Adossée contre les oreillers, les yeux clos, Mila inspirait profondément, tentant d'atteindre un calme presque absolu. Dès qu'elle se sentit prête, elle appela l'infirmière de nuit. Lorsque celle-ci s'approcha pour s'enquérir de sa santé, Mila lui pris doucement la main et s'empara de son corps.

    Elle n'avait pas beaucoup de temps. Si son psychisme écrasait sans efforts celui de la jeune femme, son état la limitait. Mila s'empara d'une grosse boîte destinée à contenir des kits de premiers soins et se dirigea vers le hangar à gummi, préférant avoir une excuse pour justifier sa présence et éviter les complications.

    Dans le corps de l'infirmière, elle saluait d'un signe de tête ou d'un sourire les gens qu'elle croisait, tentant d'agir le plus naturellement possible. Elle évitait les lieux trop exposés mais ne rasait pas les murs ; adopter un comportement suspect serait la meilleure façon d'attirer l'attention. Bientôt, elle atteignit le hangar. Deux gardes étaient postés à l'entrée. Elle ne connaissait pas les codes qui régissaient la Lumière et craignait de se trahir. La consule tentait par tous les moyens de garder son calme, sachant bien que tout débordement lui ferait perdre le contrôle.

    « Bonsoir. Je viens réapprovisionner les kits de premiers soins.
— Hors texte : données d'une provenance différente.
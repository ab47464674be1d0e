// Prefix resolution shared by every name lookup (commands, help topics, songs,
// playlists, scripts). Matching is byte-wise and case-sensitive.

use crate::error::{ShellError, ShellResult};

#[derive(Debug, Clone, PartialEq, Eq)]
pub enum Match {
    NoMatch,
    Exact(String),
    /// More than one candidate shares the prefix, listed in candidate order.
    Ambiguous(Vec<String>),
}

/// Resolve `prefix` against `candidates`.
///
/// A candidate equal to `prefix` does not win over longer candidates sharing
/// the prefix; callers that want an exact-name shortcut check for it first.
pub fn resolve<I, S>(candidates: I, prefix: &str) -> Match
where
    I: IntoIterator<Item = S>,
    S: AsRef<str>,
{
    let mut matches: Vec<String> = candidates
        .into_iter()
        .filter(|c| c.as_ref().starts_with(prefix))
        .map(|c| c.as_ref().to_string())
        .collect();

    match matches.len() {
        0 => Match::NoMatch,
        1 => Match::Exact(matches.remove(0)),
        _ => Match::Ambiguous(matches),
    }
}

impl Match {
    /// Collapse into a result, mapping a miss to `not_found` and ambiguity to
    /// `ShellError::Ambiguous` with each candidate passed through `display`.
    pub fn into_result<F, D>(self, not_found: F, display: D) -> ShellResult<String>
    where
        F: FnOnce() -> ShellError,
        D: Fn(&str) -> String,
    {
        match self {
            Match::NoMatch => Err(not_found()),
            Match::Exact(value) => Ok(value),
            Match::Ambiguous(matches) => Err(ShellError::Ambiguous(
                matches.iter().map(|m| display(m)).collect(),
            )),
        }
    }

    pub fn exact(&self) -> Option<&str> {
        match self {
            Match::Exact(value) => Some(value),
            _ => None,
        }
    }
}
// Configuration for lyre
// Loaded from TOML, written out with defaults the first time it's missing

use crate::audio::AudioConfig;
use crate::cache::DEFAULT_CAPACITY;
use anyhow::{Context, Result};
use dirs::{cache_dir, config_dir};
use serde::{Deserialize, Serialize};
use std::fs;
use std::path::{Path, PathBuf};
use std::time::Duration;
use tracing::info;

#[derive(Debug, Clone, Serialize, Deserialize)]
#[serde(default)]
pub struct Config {
    pub music_dir: PathBuf,
    pub playlist_dir: PathBuf,
    pub script_dir: PathBuf,
    pub cache_path: PathBuf,
    pub prompt: String,
    pub audio: AudioConfig,
    pub cache: CacheConfig,
    pub runtime: RuntimeConfig,
}

#[derive(Debug, Clone, Serialize, Deserialize)]
#[serde(default)]
pub struct CacheConfig {
    /// Entries persisted on exit.
    pub capacity: usize,
}

#[derive(Debug, Clone, Serialize, Deserialize)]
#[serde(default)]
pub struct RuntimeConfig {
    pub tick_ms: u64,
    pub watch_interval_secs: u64,
    pub end_threshold_ms: u64,
}

impl Default for Config {
    fn default() -> Self {
        let music_dir = dirs::audio_dir()
            .or_else(|| dirs::home_dir().map(|home| home.join("Music")))
            .unwrap_or_else(|| PathBuf::from("Music"));
        let state_dir = config_dir()
            .unwrap_or_else(|| PathBuf::from("."))
            .join("lyre");
        let cache_path = cache_dir()
            .unwrap_or_else(|| PathBuf::from("."))
            .join("lyre")
            .join("cache");

        Self {
            playlist_dir: music_dir.join("playlists"),
            music_dir,
            script_dir: state_dir,
            cache_path,
            prompt: "> ".to_string(),
            audio: AudioConfig::default(),
            cache: CacheConfig::default(),
            runtime: RuntimeConfig::default(),
        }
    }
}

impl Default for CacheConfig {
    fn default() -> Self {
        Self {
            capacity: DEFAULT_CAPACITY,
        }
    }
}

impl Default for RuntimeConfig {
    fn default() -> Self {
        Self {
            tick_ms: 10,
            watch_interval_secs: 5,
            end_threshold_ms: 20,
        }
    }
}

impl RuntimeConfig {
    pub fn tick(&self) -> Duration {
        Duration::from_millis(self.tick_ms.max(1))
    }

    pub fn watch_interval(&self) -> Duration {
        Duration::from_secs(self.watch_interval_secs.max(1))
    }

    pub fn end_threshold(&self) -> Duration {
        Duration::from_millis(self.end_threshold_ms)
    }
}

impl Config {
    /// Load from the default location.
    pub fn load() -> Result<Self> {
        Self::load_from(&Self::config_path()?)
    }

    pub fn load_from(path: &Path) -> Result<Self> {
        if path.exists() {
            let content = fs::read_to_string(path)
                .with_context(|| format!("reading {}", path.display()))?;
            let config: Config = toml::from_str(&content)
                .with_context(|| format!("parsing {}", path.display()))?;
            Ok(config)
        } else {
            let config = Config::default();
            config.save_to(path)?;
            info!("Wrote default config to {}", path.display());
            Ok(config)
        }
    }

    pub fn save_to(&self, path: &Path) -> Result<()> {
        if let Some(parent) = path.parent() {
            fs::create_dir_all(parent)?;
        }

        let content = toml::to_string_pretty(self)?;
        fs::write(path, content)?;

        Ok(())
    }

    /// Make sure every directory the shell reads or writes exists.
    pub fn create_dirs(&self) -> Result<()> {
        let cache_parent = self.cache_path.parent().unwrap_or(Path::new("."));
        for dir in [&self.music_dir, &self.playlist_dir, &self.script_dir]
            .into_iter()
            .map(PathBuf::as_path)
            .chain([cache_parent])
        {
            fs::create_dir_all(dir)
                .with_context(|| format!("could not create {}", dir.display()))?;
        }
        Ok(())
    }

    pub fn config_path() -> Result<PathBuf> {
        let config_dir = config_dir()
            .ok_or_else(|| anyhow::anyhow!("Could not find config directory"))?
            .join("lyre");

        Ok(config_dir.join("config.toml"))
    }
}

/// Expand a leading `~` to the home directory.
pub fn expand_home(path: &str) -> PathBuf {
    if let Some(rest) = path.strip_prefix('~') {
        if let Some(home) = dirs::home_dir() {
            return home.join(rest.trim_start_matches('/'));
        }
    }
    PathBuf::from(path)
}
Avec l'accident de la consule hier, tout a été utilisé. » dit-elle d'un ton qu'elle espérait naturel. Les deux gardes échangèrent un regard dubitatif. « Au milieu de la nuit ? » demanda l'un d'eux d'un air suspicieux. Mila se mordit la lèvre avec un sourire embarrassé. « Prise sur le fait ! En fait ma collègue de garde cette nuit n'arrête pas de me raconter ses histoires de cœur et vu l'heure, j'avais vraiment envie de prendre l'air... Du coup je me suis dit qu'il valait mieux occuper mon temps de façon productive ! Vous ne direz rien, n'est-ce pas ? » L'un des gardes croisa les bras et haussa le sourcil d'un air réprobateur. « Vous pouvez y aller, mais la prochaine fois, je ferais un rapport. On ne déserte pas son poste comme ça. » fit-il d'une grosse voix.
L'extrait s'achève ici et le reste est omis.